EXERCISE DESCRIPTION: Which lines in the records below contain the word "resolves"? Report each of them.

■ ■ ■

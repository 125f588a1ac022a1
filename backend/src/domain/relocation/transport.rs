//! Transport and dispatch records carried on a relocation request.

use chrono::{DateTime, NaiveDate, Utc};
use serde::{Deserialize, Serialize};

use crate::domain::Error;
use crate::domain::catalogue::{
    InternalVehicle, Transporter, TransporterId, VehicleFeatureId, VehicleId, VehicleTypeId,
};
use crate::domain::user::UserId;

/// Transport arrangements for a request.
///
/// `is_internal` mirrors the request's transport type and is only ever
/// changed together with it.
#[derive(Debug, Clone, PartialEq, Eq, Serialize, Deserialize)]
#[serde(rename_all = "camelCase")]
pub struct TransportDetails {
    /// Whether the internal fleet moves the asset.
    pub is_internal: bool,
    /// Requested or allocated capacity class.
    #[serde(default, skip_serializing_if = "Option::is_none")]
    pub vehicle_type: Option<VehicleTypeId>,
    /// Vehicle and driver, once known.
    #[serde(default, skip_serializing_if = "Option::is_none")]
    pub assignment: Option<TransportAssignment>,
    /// Mirrors `dispatchStatus.isDispatched`.
    #[serde(default)]
    pub is_dispatched: bool,
}

impl TransportDetails {
    /// Fresh details for a newly submitted request.
    pub fn unassigned(is_internal: bool, vehicle_type: Option<VehicleTypeId>) -> Self {
        Self {
            is_internal,
            vehicle_type,
            assignment: None,
            is_dispatched: false,
        }
    }

    /// Whether a vehicle and driver have been recorded.
    pub fn is_assigned(&self) -> bool {
        self.assignment.is_some()
    }
}

/// The vehicle and driver moving the asset.
#[derive(Debug, Clone, PartialEq, Eq, Serialize, Deserialize)]
#[serde(tag = "kind", rename_all = "snake_case")]
pub enum TransportAssignment {
    /// Allocated from the internal fleet by the transport administrator.
    Internal(InternalAssignment),
    /// Arranged by the requester with an approved transporter.
    External(ExternalTransport),
}

/// An internal fleet allocation.
#[derive(Debug, Clone, PartialEq, Eq, Serialize, Deserialize)]
#[serde(rename_all = "camelCase")]
pub struct InternalAssignment {
    /// Fleet vehicle.
    pub vehicle_id: VehicleId,
    /// Capacity class copied from the fleet record.
    pub vehicle_type: VehicleTypeId,
    /// Registration plate.
    pub registration: String,
    /// Driver name.
    pub driver: String,
    /// Driver contact number.
    #[serde(default, skip_serializing_if = "Option::is_none")]
    pub driver_mobile: Option<String>,
    /// Planned transport date.
    pub transport_date: NaiveDate,
}

/// Transport arranged with an external transporter.
#[derive(Debug, Clone, PartialEq, Eq, Serialize, Deserialize)]
#[serde(rename_all = "camelCase")]
pub struct ExternalTransport {
    /// Approved transporter.
    pub transporter_id: TransporterId,
    /// Transporter name copied from the catalogue.
    pub transporter_name: String,
    /// Transporter contact copied from the catalogue.
    pub transporter_contact: String,
    /// Vehicle registration plate.
    pub registration: String,
    /// Driver name.
    pub driver: String,
    /// Driver identity document number.
    #[serde(default, skip_serializing_if = "Option::is_none")]
    pub driver_id_number: Option<String>,
    /// Driver contact number.
    #[serde(default, skip_serializing_if = "Option::is_none")]
    pub driver_mobile: Option<String>,
    /// Vehicle features requested (crane, tail lift, ...).
    #[serde(default)]
    pub features: Vec<VehicleFeatureId>,
    /// Quoted cost in cents.
    #[serde(default, skip_serializing_if = "Option::is_none")]
    pub estimated_cost_cents: Option<u64>,
}

/// Transport administrator input for an internal allocation.
///
/// Omitted driver and registration fall back to the fleet record; an omitted
/// date falls back to the request's desired date.
#[derive(Debug, Clone, PartialEq, Eq, Serialize, Deserialize)]
#[serde(rename_all = "camelCase")]
pub struct InternalTransportInput {
    /// Fleet vehicle to allocate.
    pub vehicle_id: VehicleId,
    /// Driver override.
    #[serde(default)]
    pub driver: Option<String>,
    /// Driver contact number.
    #[serde(default)]
    pub driver_mobile: Option<String>,
    /// Registration override.
    #[serde(default)]
    pub registration: Option<String>,
    /// Transport date override.
    #[serde(default)]
    pub transport_date: Option<NaiveDate>,
}

impl InternalTransportInput {
    /// Input that takes every value from the fleet record.
    pub fn for_vehicle(vehicle_id: VehicleId) -> Self {
        Self {
            vehicle_id,
            driver: None,
            driver_mobile: None,
            registration: None,
            transport_date: None,
        }
    }

    /// Combine the input with its fleet record.
    ///
    /// # Errors
    /// Returns `invalid_request` when the vehicle does not match or the
    /// resolved driver or registration is blank.
    pub fn resolve(
        self,
        vehicle: &InternalVehicle,
        default_date: NaiveDate,
    ) -> Result<InternalAssignment, Error> {
        if vehicle.id != self.vehicle_id {
            return Err(Error::invalid_request(format!(
                "vehicle {} does not match the selected vehicle {}",
                vehicle.id, self.vehicle_id
            )));
        }
        let driver = non_blank_or(self.driver, &vehicle.driver);
        let registration = non_blank_or(self.registration, &vehicle.registration);
        require("driver", &driver)?;
        require("registration", &registration)?;
        Ok(InternalAssignment {
            vehicle_id: vehicle.id,
            vehicle_type: vehicle.vehicle_type,
            registration,
            driver,
            driver_mobile: trimmed(self.driver_mobile),
            transport_date: self.transport_date.unwrap_or(default_date),
        })
    }
}

/// Requester input describing external transport.
#[derive(Debug, Clone, PartialEq, Eq, Serialize, Deserialize)]
#[serde(rename_all = "camelCase")]
pub struct ExternalTransportInput {
    /// Approved transporter.
    pub transporter_id: TransporterId,
    /// Vehicle registration plate.
    pub registration: String,
    /// Driver name.
    pub driver: String,
    /// Driver identity document number.
    #[serde(default)]
    pub driver_id_number: Option<String>,
    /// Driver contact number.
    #[serde(default)]
    pub driver_mobile: Option<String>,
    /// Vehicle features requested.
    #[serde(default)]
    pub features: Vec<VehicleFeatureId>,
    /// Quoted cost in cents.
    #[serde(default)]
    pub estimated_cost_cents: Option<u64>,
}

impl ExternalTransportInput {
    /// Combine the input with the transporter's catalogue record.
    ///
    /// # Errors
    /// Returns `invalid_request` when the transporter does not match or the
    /// driver or registration is blank.
    pub fn resolve(self, transporter: &Transporter) -> Result<ExternalTransport, Error> {
        if transporter.id != self.transporter_id {
            return Err(Error::invalid_request(format!(
                "transporter {} does not match the selected transporter {}",
                transporter.id, self.transporter_id
            )));
        }
        let driver = self.driver.trim().to_owned();
        let registration = self.registration.trim().to_owned();
        require("driver", &driver)?;
        require("registration", &registration)?;
        Ok(ExternalTransport {
            transporter_id: transporter.id,
            transporter_name: transporter.name.clone(),
            transporter_contact: transporter.contact_person.clone(),
            registration,
            driver,
            driver_id_number: trimmed(self.driver_id_number),
            driver_mobile: trimmed(self.driver_mobile),
            features: self.features,
            estimated_cost_cents: self.estimated_cost_cents,
        })
    }
}

/// Dispatch progress.
#[derive(Debug, Clone, Default, PartialEq, Eq, Serialize, Deserialize)]
#[serde(rename_all = "camelCase")]
pub struct DispatchStatus {
    /// Whether the asset has left the source location.
    pub is_dispatched: bool,
    /// Who released the asset.
    #[serde(default, skip_serializing_if = "Option::is_none")]
    pub dispatched_by: Option<String>,
    /// Identifier of who released the asset.
    #[serde(default, skip_serializing_if = "Option::is_none")]
    pub dispatched_by_user_id: Option<UserId>,
    /// When the asset was released.
    #[serde(default, skip_serializing_if = "Option::is_none")]
    pub dispatch_date: Option<DateTime<Utc>>,
    /// The custodian at the source location was told.
    #[serde(default)]
    pub current_custodian_notified: bool,
    /// The custodian at the destination was told.
    #[serde(default)]
    pub new_custodian_notified: bool,
    /// Expected arrival.
    #[serde(default, skip_serializing_if = "Option::is_none")]
    pub estimated_arrival: Option<DateTime<Utc>>,
    /// Delivery confirmation time.
    #[serde(default, skip_serializing_if = "Option::is_none")]
    pub completed_date: Option<DateTime<Utc>>,
    /// Who confirmed delivery.
    #[serde(default, skip_serializing_if = "Option::is_none")]
    pub completed_by: Option<String>,
}

/// Dispatch input from the transport tooling.
#[derive(Debug, Clone, Default, PartialEq, Eq, Serialize, Deserialize)]
#[serde(rename_all = "camelCase")]
pub struct DispatchDetails {
    /// Expected arrival.
    #[serde(default)]
    pub estimated_arrival: Option<DateTime<Utc>>,
    /// The custodian at the source location was told.
    #[serde(default)]
    pub current_custodian_notified: bool,
    /// The custodian at the destination was told.
    #[serde(default)]
    pub new_custodian_notified: bool,
}

fn trimmed(value: Option<String>) -> Option<String> {
    value
        .map(|raw| raw.trim().to_owned())
        .filter(|text| !text.is_empty())
}

fn non_blank_or(value: Option<String>, fallback: &str) -> String {
    trimmed(value).unwrap_or_else(|| fallback.trim().to_owned())
}

fn require(field: &str, value: &str) -> Result<(), Error> {
    if value.is_empty() {
        return Err(
            Error::invalid_request(format!("{field} is required"))
                .with_details(serde_json::json!({ "field": field })),
        );
    }
    Ok(())
}

#[cfg(test)]
mod tests {
    //! Regression coverage for this module.
    use super::*;
    use crate::domain::ErrorCode;
    use rstest::{fixture, rstest};

    #[fixture]
    fn truck() -> InternalVehicle {
        InternalVehicle {
            id: VehicleId::new(2),
            vehicle_type: VehicleTypeId::new(2),
            registration: "DEF456GP".to_owned(),
            capacity: "2000kg".to_owned(),
            driver: "Mike Johnson".to_owned(),
        }
    }

    #[fixture]
    fn crane_pro() -> Transporter {
        Transporter {
            id: TransporterId::new(3),
            name: "CranePro Movers".to_owned(),
            contact_person: "James Wilson".to_owned(),
            phone: "011-555-0125".to_owned(),
            email: "dispatch@cranepro.com".to_owned(),
            specializations: vec!["Heavy Machinery".to_owned()],
        }
    }

    fn date(day: u32) -> NaiveDate {
        NaiveDate::from_ymd_opt(2024, 3, day).expect("valid date")
    }

    #[rstest]
    fn internal_input_defaults_from_fleet_record(truck: InternalVehicle) {
        let assignment = InternalTransportInput::for_vehicle(truck.id)
            .resolve(&truck, date(20))
            .expect("resolves");
        assert_eq!(assignment.driver, "Mike Johnson");
        assert_eq!(assignment.registration, "DEF456GP");
        assert_eq!(assignment.vehicle_type, VehicleTypeId::new(2));
        assert_eq!(assignment.transport_date, date(20));
    }

    #[rstest]
    fn internal_input_overrides_win(truck: InternalVehicle) {
        let input = InternalTransportInput {
            driver: Some("  Sipho Dlamini ".to_owned()),
            driver_mobile: Some("082 555 0101".to_owned()),
            transport_date: Some(date(22)),
            ..InternalTransportInput::for_vehicle(truck.id)
        };
        let assignment = input.resolve(&truck, date(20)).expect("resolves");
        assert_eq!(assignment.driver, "Sipho Dlamini");
        assert_eq!(assignment.driver_mobile.as_deref(), Some("082 555 0101"));
        assert_eq!(assignment.transport_date, date(22));
    }

    #[rstest]
    fn internal_input_rejects_blank_fleet_driver(mut truck: InternalVehicle) {
        truck.driver = " ".to_owned();
        let err = InternalTransportInput::for_vehicle(truck.id)
            .resolve(&truck, date(20))
            .expect_err("driver missing");
        assert_eq!(err.code(), ErrorCode::InvalidRequest);
        assert_eq!(err.message(), "driver is required");
    }

    #[rstest]
    fn internal_input_rejects_mismatched_vehicle(truck: InternalVehicle) {
        let err = InternalTransportInput::for_vehicle(VehicleId::new(9))
            .resolve(&truck, date(20))
            .expect_err("mismatch");
        assert_eq!(err.code(), ErrorCode::InvalidRequest);
    }

    #[rstest]
    fn external_input_copies_transporter_contact(crane_pro: Transporter) {
        let input = ExternalTransportInput {
            transporter_id: crane_pro.id,
            registration: "CP-001-GP".to_owned(),
            driver: "Peter Nkosi".to_owned(),
            driver_id_number: None,
            driver_mobile: Some(" ".to_owned()),
            features: vec![VehicleFeatureId::new(1)],
            estimated_cost_cents: Some(450_000),
        };
        let transport = input.resolve(&crane_pro).expect("resolves");
        assert_eq!(transport.transporter_name, "CranePro Movers");
        assert_eq!(transport.transporter_contact, "James Wilson");
        assert_eq!(transport.driver_mobile, None);
    }

    #[rstest]
    fn external_input_requires_registration(crane_pro: Transporter) {
        let input = ExternalTransportInput {
            transporter_id: crane_pro.id,
            registration: String::new(),
            driver: "Peter Nkosi".to_owned(),
            driver_id_number: None,
            driver_mobile: None,
            features: Vec::new(),
            estimated_cost_cents: None,
        };
        let err = input.resolve(&crane_pro).expect_err("registration missing");
        assert_eq!(err.details().and_then(|d| d.get("field")), Some(&serde_json::json!("registration")));
    }

    #[rstest]
    fn assignment_is_tagged_by_kind(truck: InternalVehicle) {
        let assignment = InternalTransportInput::for_vehicle(truck.id)
            .resolve(&truck, date(20))
            .expect("resolves");
        let value =
            serde_json::to_value(TransportAssignment::Internal(assignment)).expect("serialize");
        assert_eq!(value["kind"], "internal");
        assert_eq!(value["registration"], "DEF456GP");
    }
}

■ ■ ■

PROBLEM SOLUTION:
            .expect("resolves");
        let assignment = input.resolve(&truck, date(20)).expect("resolves");
        let transport = input.resolve(&crane_pro).expect("resolves");
            .expect("resolves");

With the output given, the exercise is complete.